# [Your goal]
Return the data below exactly, but only from the line containing "pub fn compute_aggregated_url(&self, resource: &str)" through the line containing "Storage objects URL", with both of those lines included.

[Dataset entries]
//! GCP Client
//!
//! Main client for interacting with GCP APIs, combining authentication
//! and HTTP functionality.

use super::auth::GcpCredentials;
use super::http::GcpHttpClient;
use crate::error::ProviderError;
use anyhow::{Context, Result};
use serde_json::Value;
use std::time::Duration;

/// Base URLs of the APIs the teardown engine talks to
#[derive(Debug, Clone, PartialEq, Eq)]
pub struct Endpoints {
    pub compute: String,
    pub storage: String,
    pub dns: String,
    pub iam: String,
    pub resource_manager: String,
}

impl Default for Endpoints {
    fn default() -> Self {
        Self {
            compute: "https://compute.googleapis.com/compute/v1".to_string(),
            storage: "https://storage.googleapis.com/storage/v1".to_string(),
            dns: "https://dns.googleapis.com/dns/v1".to_string(),
            iam: "https://iam.googleapis.com/v1".to_string(),
            resource_manager: "https://cloudresourcemanager.googleapis.com/v1".to_string(),
        }
    }
}

impl Endpoints {
    /// Point every API at one host, keeping the real path prefixes
    /// (used against emulators and mock servers).
    pub fn with_base(base: &str) -> Result<Self> {
        let parsed =
            url::Url::parse(base).with_context(|| format!("Invalid endpoint URL: {}", base))?;
        let base = parsed.as_str().trim_end_matches('/');

        Ok(Self {
            compute: format!("{}/compute/v1", base),
            storage: format!("{}/storage/v1", base),
            dns: format!("{}/dns/v1", base),
            iam: format!("{}/v1", base),
            resource_manager: format!("{}/v1", base),
        })
    }
}

/// Main GCP client
#[derive(Clone)]
pub struct GcpClient {
    pub credentials: GcpCredentials,
    pub http: GcpHttpClient,
    pub project_id: String,
    pub region: String,
    pub endpoints: Endpoints,
}

impl GcpClient {
    /// Create a new GCP client
    pub async fn new(project_id: &str, region: &str, timeout: Duration) -> Result<Self> {
        let credentials = GcpCredentials::new()
            .await
            .context("Failed to initialize GCP credentials")?;

        Self::with_credentials(credentials, project_id, region, timeout, Endpoints::default())
    }

    /// Create a client from explicit credentials and endpoints
    pub fn with_credentials(
        credentials: GcpCredentials,
        project_id: &str,
        region: &str,
        timeout: Duration,
        endpoints: Endpoints,
    ) -> Result<Self> {
        let http = GcpHttpClient::new(timeout)?;

        Ok(Self {
            credentials,
            http,
            project_id: project_id.to_string(),
            region: region.to_string(),
            endpoints,
        })
    }

    /// Get the current access token
    pub async fn get_token(&self) -> Result<String, ProviderError> {
        self.credentials
            .get_token()
            .await
            .map_err(|e| ProviderError::Transient(format!("{e:#}")))
    }

    /// Make a GET request to a GCP API
    pub async fn get(&self, url: &str) -> Result<Value, ProviderError> {
        let token = self.get_token().await?;
        self.http.get(url, &token).await
    }

    /// Make a POST request to a GCP API
    pub async fn post(&self, url: &str, body: Option<&Value>) -> Result<Value, ProviderError> {
        let token = self.get_token().await?;
        self.http.post(url, &token, body).await
    }

    /// Make a DELETE request to a GCP API
    pub async fn delete(&self, url: &str) -> Result<Value, ProviderError> {
        let token = self.get_token().await?;
        self.http.delete(url, &token).await
    }

    // =========================================================================
    // Compute Engine API helpers
    // =========================================================================

    /// Build Compute Engine API URL
    pub fn compute_url(&self, path: &str) -> String {
        format!(
            "{}/projects/{}/{}",
            self.endpoints.compute, self.project_id, path
        )
    }

    /// Build zonal Compute Engine API URL
    pub fn compute_zonal_url(&self, zone: &str, resource: &str) -> String {
        self.compute_url(&format!("zones/{}/{}", zone, resource))
    }

    /// Build regional Compute Engine API URL
    pub fn compute_regional_url(&self, resource: &str) -> String {
        self.compute_region_url(&self.region, resource)
    }

    /// Build a Compute Engine API URL for an explicit region
    pub fn compute_region_url(&self, region: &str, resource: &str) -> String {
        self.compute_url(&format!("regions/{}/{}", region, resource))
    }

    /// Build global Compute Engine API URL
    pub fn compute_global_url(&self, resource: &str) -> String {
        self.compute_url(&format!("global/{}", resource))
    }

    /// Build aggregated Compute Engine API URL (all zones)
    pub fn compute_aggregated_url(&self, resource: &str) -> String {
        self.compute_url(&format!("aggregated/{}", resource))
    }

    // =========================================================================
    // Cloud Storage API helpers
    // =========================================================================

    /// Build Cloud Storage API URL
    pub fn storage_url(&self, path: &str) -> String {
        format!("{}/{}", self.endpoints.storage, path)
    }

    /// Build Cloud Storage bucket URL
    pub fn storage_bucket_url(&self, bucket: &str) -> String {
        self.storage_url(&format!("b/{}", urlencoding::encode(bucket)))
    }

    /// Build Cloud Storage objects URL
    pub fn storage_objects_url(&self, bucket: &str) -> String {
        self.storage_url(&format!("b/{}/o", urlencoding::encode(bucket)))
    }

    // =========================================================================
    // Cloud DNS API helpers
    // =========================================================================

    /// Build Cloud DNS managed zones URL
    pub fn dns_zones_url(&self) -> String {
        format!(
            "{}/projects/{}/managedZones",
            self.endpoints.dns, self.project_id
        )
    }

    /// Build Cloud DNS URL below one managed zone
    pub fn dns_zone_url(&self, zone: &str, path: &str) -> String {
        let base = format!("{}/{}", self.dns_zones_url(), urlencoding::encode(zone));
        if path.is_empty() {
            base
        } else {
            format!("{}/{}", base, path)
        }
    }

    // =========================================================================
    // IAM / Resource Manager API helpers
    // =========================================================================

    /// Build IAM service accounts URL
    pub fn iam_service_accounts_url(&self) -> String {
        format!(
            "{}/projects/{}/serviceAccounts",
            self.endpoints.iam, self.project_id
        )
    }

    /// Build IAM URL for a fully qualified resource name
    pub fn iam_url(&self, name: &str) -> String {
        format!("{}/{}", self.endpoints.iam, name)
    }

    /// Build Resource Manager project method URL (e.g. `getIamPolicy`)
    pub fn resourcemanager_project_url(&self, method: &str) -> String {
        format!(
            "{}/projects/{}:{}",
            self.endpoints.resource_manager, self.project_id, method
        )
    }
}

#[cfg(test)]
mod tests {
    use super::*;

    fn client() -> GcpClient {
        GcpClient::with_credentials(
            GcpCredentials::from_static_token("t"),
            "my-project",
            "us-east1",
            Duration::from_secs(5),
            Endpoints::default(),
        )
        .unwrap()
    }

    #[test]
    fn test_compute_urls() {
        let c = client();
        assert_eq!(
            c.compute_regional_url("addresses"),
            "https://compute.googleapis.com/compute/v1/projects/my-project/regions/us-east1/addresses"
        );
        assert_eq!(
            c.compute_zonal_url("us-east1-b", "instances/foo"),
            "https://compute.googleapis.com/compute/v1/projects/my-project/zones/us-east1-b/instances/foo"
        );
        assert_eq!(
            c.compute_global_url("networks"),
            "https://compute.googleapis.com/compute/v1/projects/my-project/global/networks"
        );
    }

    #[test]
    fn test_with_base_keeps_path_prefixes() {
        let endpoints = Endpoints::with_base("http://127.0.0.1:8080/").unwrap();
        assert_eq!(endpoints.compute, "http://127.0.0.1:8080/compute/v1");
        assert_eq!(endpoints.dns, "http://127.0.0.1:8080/dns/v1");
        assert!(Endpoints::with_base("not a url").is_err());
    }

    #[test]
    fn test_resourcemanager_project_url() {
        assert_eq!(
            client().resourcemanager_project_url("getIamPolicy"),
            "https://cloudresourcemanager.googleapis.com/v1/projects/my-project:getIamPolicy"
        );
    }
}
//! IAM drivers: service accounts and the project policy

use super::{DeleteStatus, ListFilter, PolicyApi, ResourceDriver};
use crate::destroy::iam::Policy;
use crate::error::ProviderError;
use crate::gcp::client::GcpClient;
use crate::resource::fetcher::{fetch_all, json_str};
use crate::resource::{CloudResource, Metric, QuotaUsage, ResourceType};
use async_trait::async_trait;
use serde_json::json;

/// Highest policy version; needed to read conditional bindings intact
const POLICY_VERSION: u32 = 3;

pub struct ServiceAccountDriver {
    client: GcpClient,
}

impl ServiceAccountDriver {
    pub fn new(client: GcpClient) -> Self {
        Self { client }
    }
}

#[async_trait]
impl ResourceDriver for ServiceAccountDriver {
    fn resource_type(&self) -> ResourceType {
        ResourceType::ServiceAccount
    }

    /// Service accounts are keyed and filtered by email.
    async fn list(&self, filter: &ListFilter) -> Result<Vec<CloudResource>, ProviderError> {
        let items = fetch_all(
            &self.client,
            &self.client.iam_service_accounts_url(),
            "accounts",
            &[],
        )
        .await?;

        Ok(items
            .iter()
            .filter_map(|item| {
                let email = json_str(item, "email")?;
                let mut account = CloudResource::new(ResourceType::ServiceAccount, email);
                account.project = Some(self.client.project_id.clone());
                account.url = json_str(item, "name");
                account.quota = vec![QuotaUsage::new(
                    Metric::new("iam.googleapis.com", "service_accounts"),
                    1,
                )];
                Some(account)
            })
            .filter(|account| filter.matches(account))
            .collect())
    }

    async fn delete(
        &self,
        item: &CloudResource,
        _request_id: &str,
    ) -> Result<DeleteStatus, ProviderError> {
        let name = item.url.clone().unwrap_or_else(|| {
            format!(
                "projects/{}/serviceAccounts/{}",
                self.client.project_id, item.name
            )
        });

        match self.client.delete(&self.client.iam_url(&name)).await {
            Ok(_) => Ok(DeleteStatus::Done),
            Err(ProviderError::NotFound) => Ok(DeleteStatus::NotFound),
            Err(err) => Err(err),
        }
    }
}

pub struct IamPolicyDriver {
    client: GcpClient,
}

impl IamPolicyDriver {
    pub fn new(client: GcpClient) -> Self {
        Self { client }
    }
}

#[async_trait]
impl PolicyApi for IamPolicyDriver {
    async fn get_policy(&self) -> Result<Policy, ProviderError> {
        let body = json!({ "options": { "requestedPolicyVersion": POLICY_VERSION } });
        let response = self
            .client
            .post(&self.client.resourcemanager_project_url("getIamPolicy"), Some(&body))
            .await?;

        serde_json::from_value(response)
            .map_err(|e| ProviderError::Transient(format!("failed to parse IAM policy: {e}")))
    }

    async fn set_policy(&self, policy: &Policy) -> Result<(), ProviderError> {
        let mut policy = policy.clone();
        policy.version = Some(POLICY_VERSION);

        let body = json!({ "policy": policy });
        self.client
            .post(&self.client.resourcemanager_project_url("setIamPolicy"), Some(&body))
            .await?;
        Ok(())
    }
}
//! HTTP utilities for GCP REST API calls

use crate::error::ProviderError;
use anyhow::{Context, Result};
use reqwest::{Client, RequestBuilder};
use serde_json::Value;
use std::time::Duration;

/// Maximum length of response body to log (to avoid logging sensitive data)
const MAX_LOG_BODY_LENGTH: usize = 200;

/// Sanitize response body for logging
/// Truncates long responses and strips control characters
fn sanitize_for_log(body: &str) -> String {
    let truncated = if body.len() > MAX_LOG_BODY_LENGTH {
        let cut = (0..=MAX_LOG_BODY_LENGTH)
            .rev()
            .find(|i| body.is_char_boundary(*i))
            .unwrap_or(0);
        format!("{}... [truncated, {} bytes total]", &body[..cut], body.len())
    } else {
        body.to_string()
    };

    truncated.replace(|c: char| !c.is_ascii_graphic() && c != ' ', "")
}

/// Pull the human-readable message out of a GCP error body
/// (`{"error": {"code": 404, "message": "..."}}`).
fn error_message(body: &str) -> String {
    serde_json::from_str::<Value>(body)
        .ok()
        .and_then(|v| {
            v.get("error")
                .and_then(|e| e.get("message"))
                .and_then(|m| m.as_str())
                .map(str::to_string)
        })
        .unwrap_or_else(|| sanitize_for_log(body))
}

/// Map a transport-level failure onto the provider error taxonomy.
fn classify_send_error(err: &reqwest::Error) -> ProviderError {
    if err.is_builder() {
        ProviderError::Invalid(err.to_string())
    } else {
        // timeouts, connection resets, DNS hiccups: all worth another pass
        ProviderError::Transient(err.to_string())
    }
}

/// HTTP client wrapper for GCP API calls
#[derive(Clone)]
pub struct GcpHttpClient {
    client: Client,
}

impl GcpHttpClient {
    /// Create a new HTTP client
    pub fn new(timeout: Duration) -> Result<Self> {
        let client = Client::builder()
            .user_agent(concat!("gcp-teardown/", env!("CARGO_PKG_VERSION")))
            .timeout(timeout)
            .build()
            .context("Failed to create HTTP client")?;

        Ok(Self { client })
    }

    /// Make a GET request to a GCP API
    pub async fn get(&self, url: &str, token: &str) -> Result<Value, ProviderError> {
        tracing::debug!("GET {}", url);
        self.send(self.client.get(url).bearer_auth(token)).await
    }

    /// Make a POST request to a GCP API
    pub async fn post(
        &self,
        url: &str,
        token: &str,
        body: Option<&Value>,
    ) -> Result<Value, ProviderError> {
        tracing::debug!("POST {}", url);

        let mut request = self.client.post(url).bearer_auth(token);
        if let Some(body) = body {
            request = request.json(body);
        }

        self.send(request).await
    }

    /// Make a DELETE request to a GCP API
    pub async fn delete(&self, url: &str, token: &str) -> Result<Value, ProviderError> {
        tracing::debug!("DELETE {}", url);
        self.send(self.client.delete(url).bearer_auth(token)).await
    }

    async fn send(&self, request: RequestBuilder) -> Result<Value, ProviderError> {
        let response = request
            .send()
            .await
            .map_err(|e| classify_send_error(&e))?;

        let status = response.status();
        let body = response
            .text()
            .await
            .map_err(|e| ProviderError::Transient(format!("failed to read response body: {e}")))?;

        if !status.is_success() {
            // Security: Only log sanitized/truncated error body to avoid leaking sensitive data
            tracing::debug!("API error: {} - {}", status, sanitize_for_log(&body));
            return Err(ProviderError::from_status(
                status.as_u16(),
                error_message(&body),
            ));
        }

        // Handle empty response
        if body.is_empty() {
            return Ok(Value::Null);
        }

        serde_json::from_str(&body)
            .map_err(|e| ProviderError::Transient(format!("failed to parse response JSON: {e}")))
    }
}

# [The answer]
    pub fn compute_aggregated_url(&self, resource: &str) -> String {
        self.compute_url(&format!("aggregated/{}", resource))
    }

    // =========================================================================
    // Cloud Storage API helpers
    // =========================================================================

    /// Build Cloud Storage API URL
    pub fn storage_url(&self, path: &str) -> String {
        format!("{}/{}", self.endpoints.storage, path)
    }

    /// Build Cloud Storage bucket URL
    pub fn storage_bucket_url(&self, bucket: &str) -> String {
        self.storage_url(&format!("b/{}", urlencoding::encode(bucket)))
    }

    /// Build Cloud Storage objects URL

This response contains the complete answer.